Wednesday, September 05, 2007

"Quality Pasture" :: Chapter 3 & 4 Book Report

This continues to be an interesting read, and as I read more and more I continue to believe that I know less and less! I have noticed Mr. Nation bringing up dairy cattle a lot in his analogies and stories, but this was to be expected because I read that on a few reviews. Dairy cows require a higher level of forage to continue to produce high levels of milk so this information is important to dairy grass farmers, but the higher quailty forage surely doesn't hurt the beef producers.

This chapter is specifically about year-round grazing in temperate climates, and he discusses different plans and grasses/legumes that would be practical to use in this climate for year-round grazing. Grazing your animals through the entire year is an interesting concept and is one that I am somewhat familar with through "All Flesh is Grass" by Gene Logsdon. To me it seems like it would take a lot of inputs (seed and soil amendments).
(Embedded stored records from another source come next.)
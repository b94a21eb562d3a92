use std::time::Duration;

use async_trait::async_trait;
use serde_json::json;
use tracing::debug;

use crate::provider::{CompletionRequest, LlmError, LlmProvider, Message, Role, SamplingParams};
use super::{http_client, read_json};

/// Mistral's chat completions API (OpenAI-compatible request shape).
pub struct MistralProvider {
    client: reqwest::Client,
    api_key: Option<String>,
    model: String,
    base_url: String,
}

impl MistralProvider {
    pub fn new(
        api_key: Option<String>,
        model: String,
        base_url: String,
        timeout: Duration,
    ) -> Result<Self, LlmError> {
        Ok(Self {
            client: http_client(timeout)?,
            api_key,
            model,
            base_url: base_url.trim_end_matches('/').to_string(),
        })
    }

    fn build_request_body(model: &str, messages: &[Message], params: &SamplingParams) -> serde_json::Value {
        let api_messages: Vec<serde_json::Value> = messages
            .iter()
            .map(|m| {
                json!({
                    "role": match m.role {
                        Role::System => "system",
                        Role::User => "user",
                        Role::Assistant => "assistant",
                    },
                    "content": m.content,
                })
            })
            .collect();

        let mut body = json!({
            "model": model,
            "messages": api_messages,
            "temperature": params.temperature,
            "max_tokens": params.max_tokens,
        });
        if let Some(top_p) = params.top_p {
            body["top_p"] = json!(top_p);
        }
        body
    }
}

#[async_trait]
impl LlmProvider for MistralProvider {
    async fn complete(&self, request: &CompletionRequest) -> Result<String, LlmError> {
        let api_key = request.resolve_key(self.api_key.as_deref(), "Mistral")?;
        let model = request.resolve_model(&self.model);
        let url = format!("{}/v1/chat/completions", self.base_url);

        let body = Self::build_request_body(model, &request.messages, &request.params);

        debug!("Mistral request to {}", url);

        let response = self
            .client
            .post(&url)
            .header("Authorization", format!("Bearer {}", api_key))
            .header("Content-Type", "application/json")
            .json(&body)
            .send()
            .await?;

        let resp = read_json(response).await?;
        let content = resp["choices"][0]["message"]["content"]
            .as_str()
            .ok_or_else(|| LlmError::ParseError("missing choices[0].message.content".into()))?
            .to_string();

        Ok(content)
    }
}

#[cfg(test)]
mod tests {
    use axum::http::{HeaderMap, StatusCode};
    use axum::routing::post;
    use axum::{Json, Router};

    use super::super::stub;
    use super::*;

    #[test]
    fn keeps_system_message_inline() {
        let messages = vec![Message::system("Style."), Message::user("Chunk text.")];
        let params = SamplingParams {
            temperature: 0.7,
            top_p: Some(0.9),
            max_tokens: 1024,
            repeat_penalty: None,
        };

        let body = MistralProvider::build_request_body("mistral-small", &messages, &params);

        let api_messages = body["messages"].as_array().unwrap();
        assert_eq!(api_messages.len(), 2);
        assert_eq!(api_messages[0]["role"], "system");
        assert_eq!(api_messages[1]["role"], "user");
        assert_eq!(body["model"], "mistral-small");
        assert_eq!(body["max_tokens"], 1024);
        assert!(body.get("top_p").is_some());
    }

    fn provider(base_url: String, timeout: Duration) -> MistralProvider {
        MistralProvider::new(None, "mistral-small".into(), base_url, timeout).unwrap()
    }

    fn request() -> CompletionRequest {
        CompletionRequest {
            messages: vec![Message::system("Style."), Message::user("Chunk text.")],
            params: SamplingParams {
                temperature: 0.7,
                top_p: Some(0.9),
                max_tokens: 1024,
                repeat_penalty: None,
            },
            model: None,
            api_key: Some("mistral-key".into()),
        }
    }

    #[tokio::test]
    async fn posts_chat_completion_with_bearer_key() {
        let app = Router::new().route(
            "/v1/chat/completions",
            post(|headers: HeaderMap, Json(body): Json<serde_json::Value>| async move {
                let auth = headers.get("authorization").and_then(|v| v.to_str().ok());
                if auth != Some("Bearer mistral-key") || body["model"] != "mistral-small" {
                    return (StatusCode::UNAUTHORIZED, Json(json!({ "message": "Unauthorized" })));
                }
                let reply = json!({
                    "choices": [{ "message": { "role": "assistant", "content": "*Chunk*" } }]
                });
                (StatusCode::OK, Json(reply))
            }),
        );
        let addr = stub::serve(app).await;

        let reply = provider(format!("http://{addr}"), Duration::from_secs(5))
            .complete(&request())
            .await
            .unwrap();
        assert_eq!(reply, "*Chunk*");
    }

    #[tokio::test]
    async fn non_success_status_is_an_api_error() {
        let app = Router::new().route(
            "/v1/chat/completions",
            post(|| async { (StatusCode::UNPROCESSABLE_ENTITY, "context too long") }),
        );
        let addr = stub::serve(app).await;

        let err = provider(format!("http://{addr}"), Duration::from_secs(5))
            .complete(&request())
            .await
            .unwrap_err();
        assert!(matches!(err, LlmError::ApiError { status: 422, .. }), "got {err}");
    }

    #[tokio::test]
    async fn malformed_body_is_a_parse_error() {
        let app = Router::new().route("/v1/chat/completions", post(|| async { "not json" }));
        let addr = stub::serve(app).await;

        let err = provider(format!("http://{addr}"), Duration::from_secs(5))
            .complete(&request())
            .await
            .unwrap_err();
        assert!(matches!(err, LlmError::ParseError(_)), "got {err}");
    }

    #[tokio::test]
    async fn slow_upstream_hits_the_client_timeout() {
        let app = Router::new().route(
            "/v1/chat/completions",
            post(|| async {
                tokio::time::sleep(Duration::from_secs(5)).await;
                Json(json!({ "choices": [{ "message": { "content": "late" } }] }))
            }),
        );
        let addr = stub::serve(app).await;

        let err = provider(format!("http://{addr}"), Duration::from_millis(100))
            .complete(&request())
            .await
            .unwrap_err();
        assert!(
            matches!(&err, LlmError::HttpError(e) if e.is_timeout()),
            "expected timeout, got {err}"
        );
    }
}
use actix_web::{HttpResponse, ResponseError};
use sqlx::{Pool, Postgres};
use std::fmt;
use std::sync::Arc;
use tracing::{error, info, warn};

use crate::api::auth::{AuthError, Caller};
use crate::api::validation::ErrorResponse;
use crate::db::audit_repository::AuditEntry;
use crate::db::job_repository::{JobFilter, NewJob};
use crate::db::models::{JobRow, RowError, ServiceHistoryRow};
use crate::db::store::{JobStore, PgJobStore};
use crate::domain::job::candidate_for;
use crate::domain::{
    can_transition, check_time_conflict, ConflictCheck, Job, JobId, JobStatus, JobView, JobWindow,
    Schedule, ScheduleCandidate, ServiceDate, TechnicianId,
};
use crate::notify::{Notification, NotificationKind, NotificationSender};
use super::dto::{CompletionResponse, JobListResponse, JobResponse, ScheduleWarning};
use super::models::{
    CompleteJobRequest, ConflictCheckRequest, CreateJobRequest, ListJobsQuery, ScheduleJobRequest,
};

/// Service-level errors
#[derive(Debug)]
pub enum ServiceError {
    /// Database operation failed
    DatabaseError(sqlx::Error),

    /// Stored row violates job invariants
    CorruptRow(RowError),

    /// Validation failed
    ValidationError(String),

    /// Job not found
    NotFound(JobId),

    /// Caller identity or permission problem
    Auth(AuthError),

    /// Status change not in the transition table
    InvalidTransition { from: JobStatus, to: JobStatus },

    /// Job state does not allow the operation, or changed underneath it
    Conflict(String),
}

impl fmt::Display for ServiceError {
    fn fmt(&self, f: &mut fmt::Formatter<'_>) -> fmt::Result {
        match self {
            ServiceError::DatabaseError(e) => write!(f, "Database error: {}", e),
            ServiceError::CorruptRow(e) => write!(f, "{}", e),
            ServiceError::ValidationError(msg) => write!(f, "Validation error: {}", msg),
            ServiceError::NotFound(id) => write!(f, "Job not found: {}", id),
            ServiceError::Auth(e) => write!(f, "{}", e),
            ServiceError::InvalidTransition { from, to } => {
                write!(f, "invalid status transition from {} to {}", from, to)
            }
            ServiceError::Conflict(msg) => write!(f, "Conflict: {}", msg),
        }
    }
}

impl std::error::Error for ServiceError {}

impl From<AuthError> for ServiceError {
    fn from(e: AuthError) -> Self {
        ServiceError::Auth(e)
    }
}

impl From<RowError> for ServiceError {
    fn from(e: RowError) -> Self {
        ServiceError::CorruptRow(e)
    }
}

impl ResponseError for ServiceError {
    fn error_response(&self) -> HttpResponse {
        match self {
            ServiceError::DatabaseError(e) => {
                error!("Database error: {}", e);
                HttpResponse::InternalServerError().json(ErrorResponse {
                    error: "Failed to process request".to_string(),
                    fields: serde_json::json!({"message": "Database error occurred"}),
                })
            }
            ServiceError::CorruptRow(e) => {
                error!("{}", e);
                HttpResponse::InternalServerError().json(ErrorResponse {
                    error: "Failed to process request".to_string(),
                    fields: serde_json::json!({"message": "Stored job data is invalid"}),
                })
            }
            ServiceError::ValidationError(msg) => {
                warn!("Validation error: {}", msg);
                HttpResponse::BadRequest().json(ErrorResponse {
                    error: "Validation failed".to_string(),
                    fields: serde_json::json!({"message": msg}),
                })
            }
            ServiceError::NotFound(id) => {
                warn!("Job not found: {}", id);
                HttpResponse::NotFound().json(ErrorResponse {
                    error: "Not found".to_string(),
                    fields: serde_json::json!({"message": format!("Job with id {} not found", id)}),
                })
            }
            ServiceError::Auth(e) => e.error_response(),
            ServiceError::InvalidTransition { from, to } => {
                warn!("Rejected status transition {} -> {}", from, to);
                HttpResponse::UnprocessableEntity().json(ErrorResponse {
                    error: "Invalid status transition".to_string(),
                    fields: serde_json::json!({
                        "message": self.to_string(),
                        "from": from,
                        "to": to,
                        "allowed": from.allowed_transitions(),
                    }),
                })
            }
            ServiceError::Conflict(msg) => {
                warn!("Conflict: {}", msg);
                HttpResponse::Conflict().json(ErrorResponse {
                    error: "Conflict".to_string(),
                    fields: serde_json::json!({"message": msg}),
                })
            }
        }
    }
}

/// Reject any status change missing from the transition table, same-status included
pub fn ensure_transition(job: &Job, to: JobStatus) -> Result<(), ServiceError> {
    if can_transition(job.status, to) {
        Ok(())
    } else {
        Err(ServiceError::InvalidTransition { from: job.status, to })
    }
}

/// Technicians only ever see their own jobs, whatever filter they ask for
pub fn scoped_filter(caller: &Caller, query: &ListJobsQuery) -> JobFilter {
    let technician_id = if caller.is_dispatch() {
        query.technician_id
    } else {
        Some(caller.user_id)
    };
    JobFilter {
        status: query.status,
        technician_id,
        date: query.date,
    }
}

/// Foreign key violations on writes point at a customer or technician that does not exist
pub fn write_error(e: sqlx::Error) -> ServiceError {
    match e.as_database_error() {
        Some(db) if db.is_foreign_key_violation() => {
            let reference = match db.constraint() {
                Some(c) if c.contains("customer") => "customer_id",
                Some(c) if c.contains("technician") => "technician_id",
                _ => "customer_id or technician_id",
            };
            ServiceError::ValidationError(format!("{} does not reference an existing record", reference))
        }
        _ => ServiceError::DatabaseError(e),
    }
}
I don't know how the numbers would work out, but I question if it is just as economical, or more economical, to make hay during the spring/early summer flush when your grazing can't keep up with the pasture growth and feed that hay durining the winter months. Also, by using a hay shed type of feeding system like Joel Salatin does I think you may also be able to save more nutrients rather than them hitting a potentially frozen pasture.

There was some interesting information about promoting clover growth among your pasture grasses. The grass can easily outgrow the clover so it is important to keep the grass clipped so the clover can thrive. Another thing that has come up in this book, and in "All Flesh is Grass", is the idea of feeding standing corn (green ... and by the way corn is a grass) along with brassicas (rape, kale, turnips, swedes, and cabbages). These are all interesting ideas, but I don't know if I am ready to tackle any of them just yet. I think they would be great if I wanted to stock the pastures at a higher level than would be expected even with excellent pastures, but really there is no reason to go to all the work if I don't have the animals to harvest all of this exceptional food (Mr. Salatin says that a lot).

The great thing about reading a book like this is that it gives me a glimpse into all the possibilities and gives me hope for the small farmer ... even in Iowa ... the king of corn, soybeans, and really BIG green and red tractors!